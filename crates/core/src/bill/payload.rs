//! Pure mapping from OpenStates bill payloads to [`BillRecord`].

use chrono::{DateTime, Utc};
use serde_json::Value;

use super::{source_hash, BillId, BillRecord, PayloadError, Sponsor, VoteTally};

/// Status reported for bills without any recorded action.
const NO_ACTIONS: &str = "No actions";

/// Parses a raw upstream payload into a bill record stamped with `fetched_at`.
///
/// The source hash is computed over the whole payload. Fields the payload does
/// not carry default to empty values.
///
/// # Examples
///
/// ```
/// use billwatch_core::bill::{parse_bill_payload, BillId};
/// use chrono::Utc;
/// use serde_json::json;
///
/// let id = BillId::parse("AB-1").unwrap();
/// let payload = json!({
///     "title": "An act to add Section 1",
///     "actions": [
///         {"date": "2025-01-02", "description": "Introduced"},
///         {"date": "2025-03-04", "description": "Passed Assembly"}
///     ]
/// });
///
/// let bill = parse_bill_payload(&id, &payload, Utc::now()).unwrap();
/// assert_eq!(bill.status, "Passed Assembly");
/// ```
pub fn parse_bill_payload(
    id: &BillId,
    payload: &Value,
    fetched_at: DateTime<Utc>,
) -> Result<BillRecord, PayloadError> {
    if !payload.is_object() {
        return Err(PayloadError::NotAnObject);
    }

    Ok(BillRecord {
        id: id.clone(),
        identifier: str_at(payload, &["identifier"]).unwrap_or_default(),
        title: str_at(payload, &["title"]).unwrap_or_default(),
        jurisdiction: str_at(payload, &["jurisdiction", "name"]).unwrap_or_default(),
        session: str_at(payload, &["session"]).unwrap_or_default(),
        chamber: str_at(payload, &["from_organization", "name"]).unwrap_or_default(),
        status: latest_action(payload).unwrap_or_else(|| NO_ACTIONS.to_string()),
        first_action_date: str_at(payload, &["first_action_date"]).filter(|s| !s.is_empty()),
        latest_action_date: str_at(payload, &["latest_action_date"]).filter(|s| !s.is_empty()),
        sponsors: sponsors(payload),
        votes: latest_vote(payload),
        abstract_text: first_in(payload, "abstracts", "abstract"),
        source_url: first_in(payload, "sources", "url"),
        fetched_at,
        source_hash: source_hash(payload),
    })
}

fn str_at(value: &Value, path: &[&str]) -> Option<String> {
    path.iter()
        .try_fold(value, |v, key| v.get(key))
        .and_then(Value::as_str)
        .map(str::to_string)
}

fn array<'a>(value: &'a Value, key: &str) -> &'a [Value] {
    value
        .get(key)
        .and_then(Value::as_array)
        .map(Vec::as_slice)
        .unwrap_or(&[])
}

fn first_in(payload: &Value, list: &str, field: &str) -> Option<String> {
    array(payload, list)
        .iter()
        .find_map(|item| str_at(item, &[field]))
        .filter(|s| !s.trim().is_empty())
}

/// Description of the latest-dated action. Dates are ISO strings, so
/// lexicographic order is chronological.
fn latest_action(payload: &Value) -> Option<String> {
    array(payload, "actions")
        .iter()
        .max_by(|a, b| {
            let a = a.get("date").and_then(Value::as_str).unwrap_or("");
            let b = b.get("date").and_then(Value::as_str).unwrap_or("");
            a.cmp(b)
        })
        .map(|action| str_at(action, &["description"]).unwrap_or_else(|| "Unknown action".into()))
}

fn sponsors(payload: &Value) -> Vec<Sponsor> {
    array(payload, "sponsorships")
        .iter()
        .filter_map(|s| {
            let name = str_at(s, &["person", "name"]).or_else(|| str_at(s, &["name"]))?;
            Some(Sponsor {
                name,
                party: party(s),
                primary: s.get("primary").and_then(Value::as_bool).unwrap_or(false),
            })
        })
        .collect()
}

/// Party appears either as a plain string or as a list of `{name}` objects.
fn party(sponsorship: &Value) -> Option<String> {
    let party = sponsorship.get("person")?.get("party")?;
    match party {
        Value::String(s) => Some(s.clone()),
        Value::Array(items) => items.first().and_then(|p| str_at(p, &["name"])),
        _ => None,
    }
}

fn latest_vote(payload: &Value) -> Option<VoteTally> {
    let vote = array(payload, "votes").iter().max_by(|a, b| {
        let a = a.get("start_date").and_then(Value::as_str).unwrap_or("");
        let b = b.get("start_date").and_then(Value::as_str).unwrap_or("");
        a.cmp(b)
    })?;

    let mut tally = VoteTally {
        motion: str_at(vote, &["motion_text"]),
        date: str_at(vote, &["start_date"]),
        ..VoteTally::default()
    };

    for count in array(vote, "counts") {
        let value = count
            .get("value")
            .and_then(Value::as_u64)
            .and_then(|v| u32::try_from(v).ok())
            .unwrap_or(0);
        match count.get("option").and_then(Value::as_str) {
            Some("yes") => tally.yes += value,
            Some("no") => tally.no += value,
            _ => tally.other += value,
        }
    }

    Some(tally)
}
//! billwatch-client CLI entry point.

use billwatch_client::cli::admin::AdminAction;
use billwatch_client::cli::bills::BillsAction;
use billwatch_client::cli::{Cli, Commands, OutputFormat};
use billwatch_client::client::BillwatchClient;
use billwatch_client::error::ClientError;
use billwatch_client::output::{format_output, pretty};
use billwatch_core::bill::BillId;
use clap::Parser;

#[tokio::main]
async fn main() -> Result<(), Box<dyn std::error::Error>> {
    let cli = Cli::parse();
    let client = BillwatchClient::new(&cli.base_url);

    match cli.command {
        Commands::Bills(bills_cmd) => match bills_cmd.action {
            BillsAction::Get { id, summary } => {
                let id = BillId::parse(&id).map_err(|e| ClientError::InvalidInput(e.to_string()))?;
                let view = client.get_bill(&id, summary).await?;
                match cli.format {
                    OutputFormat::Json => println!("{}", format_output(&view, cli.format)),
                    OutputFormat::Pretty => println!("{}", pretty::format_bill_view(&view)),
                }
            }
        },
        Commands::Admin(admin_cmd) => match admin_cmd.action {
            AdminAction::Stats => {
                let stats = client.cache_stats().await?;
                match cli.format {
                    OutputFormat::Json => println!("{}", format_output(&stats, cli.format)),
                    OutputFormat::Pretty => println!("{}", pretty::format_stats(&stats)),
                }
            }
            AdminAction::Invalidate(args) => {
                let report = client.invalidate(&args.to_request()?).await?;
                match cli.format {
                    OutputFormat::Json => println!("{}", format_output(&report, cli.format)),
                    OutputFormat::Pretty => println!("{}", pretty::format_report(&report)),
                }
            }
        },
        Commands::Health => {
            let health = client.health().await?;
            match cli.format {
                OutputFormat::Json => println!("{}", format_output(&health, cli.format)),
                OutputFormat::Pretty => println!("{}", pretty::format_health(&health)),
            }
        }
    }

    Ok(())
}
=====
EXERCISE: If a line in the records has the word "VoteTally", copy that line.

RESULT BELOW:
use super::{source_hash, BillId, BillRecord, PayloadError, Sponsor, VoteTally};
fn latest_vote(payload: &Value) -> Option<VoteTally> {
    let mut tally = VoteTally {
        ..VoteTally::default()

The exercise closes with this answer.